“小子,要不要来一块?”收了叶乘凉好处的官差拿过一个兔头蹲到张大壮跟前,“这一块我只收你一两银子,合算吧?”
“可是我身上没钱啊官差大哥。”张大壮佯装十分馋的样子舔了舔发干的嘴唇,“你还不如给我来碗水喝呢。”
“嘿,你当水是白来的啊?”官差当着张大壮的面啃着兔头,“要不是你家那叫叶乘凉的小子说好了我多照顾你少不了我的好处,爷才懒得搭理你呢。”
“那是我媳妇儿,当然惦记我。”张大壮说完有些得意地撇了撇嘴,看着着实像个楞子。
“得,算你个傻子有福。”官差说罢给张大壮弄了些水喝,然后才又回去继续吃肉。其实他们来的时候也是被县太爷嘱咐了,人是要带去但是不能伤到,否则坏了事他们可要担责任,所以肯定是不会让人渴死饿死的,只不过收了钱,那态度就不一样些罢了。
“啧,要我说那叶乘凉就是瞎了眼,跟这么个五大三粗的农户能有啥出息?”官差堆里冷不丁传来一道带着轻蔑的声音,随即有半数以上的人都往张大壮这边看了过来,然后开口的那人又说:“不过我听说那冯有财也看上了叶乘凉,这次我看他是逃不掉了。咱们老爷只认银子,到时候银子到手了,冯有财要个人那还不是忒容易?”
“说得也是,那叶乘凉要是个姑娘老爷肯定是要自个儿留下,可是咱老爷不好那口儿啊。”
张大壮恍若未闻地坐在原地,乍一看好像根本没听见对面的人堆里传来的声音,但是仔细一瞅,便可见他的嘴角隐约勾起,仿佛听到了什么笑话,却不是很有趣一般。
风吹过草地,带着刷刷的响音,似嘲讽,又似孤魂野鬼的哭声。片刻后,远远的有一道黑影缓缓接近,随后便跟司徒尘飞一样,手里的东西一扬,不大会儿功夫,刚还在聊得热火朝天的官差们便逐个倒地不起。那黑影“嗤”了一声后,走到张大壮前面跪下磕了个头,恭敬地叫了声:“爹~”
张大壮随手拔了根草在嘴里嚼,然后招了招手示意对面看起来约莫十二三岁大的孩子坐下来,这才说:“你小子又长高了。”
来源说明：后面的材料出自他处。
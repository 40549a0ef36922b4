pub mod completions;
pub mod init;
pub mod palette;
pub mod render;

use clap::{Parser, Subcommand};

/// dreamstar - Dreamy blue star poster generator
#[derive(Parser, Debug)]
#[command(name = "dreamstar")]
#[command(version, about, long_about = None)]
pub struct Cli {
    /// Show debug diagnostics (overrides DREAMSTAR_LOG)
    #[arg(long, short, global = true)]
    pub verbose: bool,

    #[command(subcommand)]
    pub command: Commands,
}

#[derive(Subcommand, Debug)]
pub enum Commands {
    /// Render a poster to PNG
    Render(render::RenderArgs),

    /// Write a poster.yaml with every setting spelled out
    Init(init::InitArgs),

    /// Print a generated pastel palette
    Palette(palette::PaletteArgs),

    /// Generate shell completions
    Completions(completions::CompletionsArgs),
}

#[cfg(test)]
mod tests {
    use super::*;
    use clap::CommandFactory;

    #[test]
    fn test_cli_definition_is_valid() {
        Cli::command().debug_assert();
    }

    #[test]
    fn test_parse_render_flags() {
        let cli = Cli::parse_from([
            "dreamstar", "render", "--stars", "20", "--seed", "42", "--no-title", "-v",
        ]);
        assert!(cli.verbose);
        let Commands::Render(args) = cli.command else {
            panic!("expected render");
        };
        assert_eq!(args.stars, Some(20));
        assert_eq!(args.seed.as_deref(), Some("42"));
        assert!(args.no_title);
    }

    #[test]
    fn test_negative_seed_is_a_value() {
        let cli = Cli::try_parse_from(["dreamstar", "render", "--seed", "-5"]).unwrap();
        let Commands::Render(args) = cli.command else {
            panic!("expected render");
        };
        assert_eq!(args.seed.as_deref(), Some("-5"));

        let cli = Cli::try_parse_from(["dreamstar", "palette", "--seed", "-1"]).unwrap();
        let Commands::Palette(args) = cli.command else {
            panic!("expected palette");
        };
        assert_eq!(args.seed.as_deref(), Some("-1"));
    }
}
张赫知撇撇嘴,“跟您比还不是差远了?您怎么才联系孩儿啊?还以为您死外头了呢。”
张大壮一巴掌糊在义子后脑勺上,“你这臭孩子怎么不盼我点儿好?!”
张赫知捂头,“那您这么长时间不找我!这都整整一年了!”
张大壮直接躺到草地上,笑得痞子似的,“这不是遇着你‘娘’了么?”
张赫知嘴角一抽,骑张大壮身上掐他脸皮,“你到底是不是我爹啊!?”
张大壮一把把义子扯下去,“傻小子,给你找娘还不好?哪儿那么多事儿!爹问你,近来家里还好么?”
张赫知点点头,“比您在的时候还好,就是大伙儿都想您了,成天问我您怎么不来,我都要被烦死了。这回您总能回去了吧?上回咱们可说好的,等再见的时候您就不走了。”
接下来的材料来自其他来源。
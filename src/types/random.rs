//! Range sampling helpers shared by every layer.
//!
//! Ranges are `(lo, hi)` pairs and half-open. A range with `hi <= lo`
//! yields `lo` without consuming a value from the stream.

use rand::Rng;

/// Uniform float in `[lo, hi)`.
pub fn sample<R: Rng + ?Sized>(rng: &mut R, (lo, hi): (f64, f64)) -> f64 {
    if hi > lo {
        rng.gen_range(lo..hi)
    } else {
        lo
    }
}

/// Uniform count in `[lo, hi)`.
pub fn sample_count<R: Rng + ?Sized>(rng: &mut R, (lo, hi): (usize, usize)) -> usize {
    if hi > lo {
        rng.gen_range(lo..hi)
    } else {
        lo
    }
}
张大壮想起一年多前的约定,轻轻皱了皱眉,“不行,爹还有事没了呢。”
张赫知瞥了眼倒在地上呼呼大睡的官差们,“是他们么?”
张大壮嘿嘿一笑,“跟他们啥关系,爹是要把你娘弄回去,不过还得费些功夫。”
张赫知本来以为张大壮在开玩笑,这一听却是真的了,便问:“我那娘是男的女的?”
张大壮虎着脸说:“到时候就知道了,爹现在有点事情让你办,附耳过来!”
张赫知倾身听了半天,一脸鄙视,但又不敢违腻张大壮,于是只好起身去把官差们身上的钱都给搜刮走了,弄成打劫的样子。最后站到张大壮跟前,“爹,还有您的呢?”
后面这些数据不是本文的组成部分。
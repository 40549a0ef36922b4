//! Stardust: many faint pale dots scattered uniformly over the canvas.

use rand::Rng;
use serde::{Deserialize, Serialize};

use crate::types::{sample, sample_count, Colour, Point};

use super::Canvas;

#[derive(Debug, Clone, PartialEq, Serialize, Deserialize)]
#[serde(default)]
pub struct StardustSpec {
    /// Number of specks, half-open.
    pub count: (usize, usize),
    /// Marker area in square points.
    pub area: (f64, f64),
    pub alpha: (f64, f64),
    pub colour: Colour,
}

impl Default for StardustSpec {
    fn default() -> Self {
        Self {
            count: (280, 480),
            area: (2.0, 9.0),
            alpha: (0.08, 0.35),
            colour: Colour::rgb(0.97, 0.98, 1.0),
        }
    }
}

/// A single dot.
#[derive(Debug, Clone, Copy, PartialEq)]
pub struct Speck {
    pub center: Point,
    pub area: f64,
    pub alpha: f64,
}

impl Speck {
    /// Marker diameter in points.
    pub fn diameter(&self) -> f64 {
        self.area.max(0.0).sqrt()
    }
}

/// Sample the speck field without drawing it.
pub fn scatter<R: Rng + ?Sized>(rng: &mut R, spec: &StardustSpec) -> Vec<Speck> {
    let count = sample_count(rng, spec.count);
    (0..count)
        .map(|_| {
            let center = Point::new(sample(rng, (0.0, 1.0)), sample(rng, (0.0, 1.0)));
            let area = sample(rng, spec.area);
            let alpha = sample(rng, spec.alpha);
            Speck {
                center,
                area,
                alpha,
            }
        })
        .collect()
}

/// Sample and draw the stardust layer, returning the specks drawn.
pub fn draw_stardust<R: Rng + ?Sized>(
    canvas: &mut Canvas,
    rng: &mut R,
    spec: &StardustSpec,
) -> Vec<Speck> {
    let specks = scatter(rng, spec);
    for speck in &specks {
        let radius = canvas.points_to_pixels(speck.diameter() / 2.0);
        canvas.fill_disc(speck.center, radius, spec.colour.with_alpha(speck.alpha as f32));
    }
    tracing::debug!(specks = specks.len(), "drew stardust");
    specks
}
张大壮瞄了瞄腰间的钱袋子,那还是叶乘凉最开始做的钱袋子呢,里头装着给他的零花。他还真不想给出去,但是不给那些官差起来见到总归是麻烦,便取下来说:“这钱袋是你娘给我缝的,你可给我收好了。”
张赫知兴奋地接过来打开一看,当场惊呆了。里头、里头居然只有两个铜板?!于是他愕然地问:“这、这是娘给您的所有零花么?”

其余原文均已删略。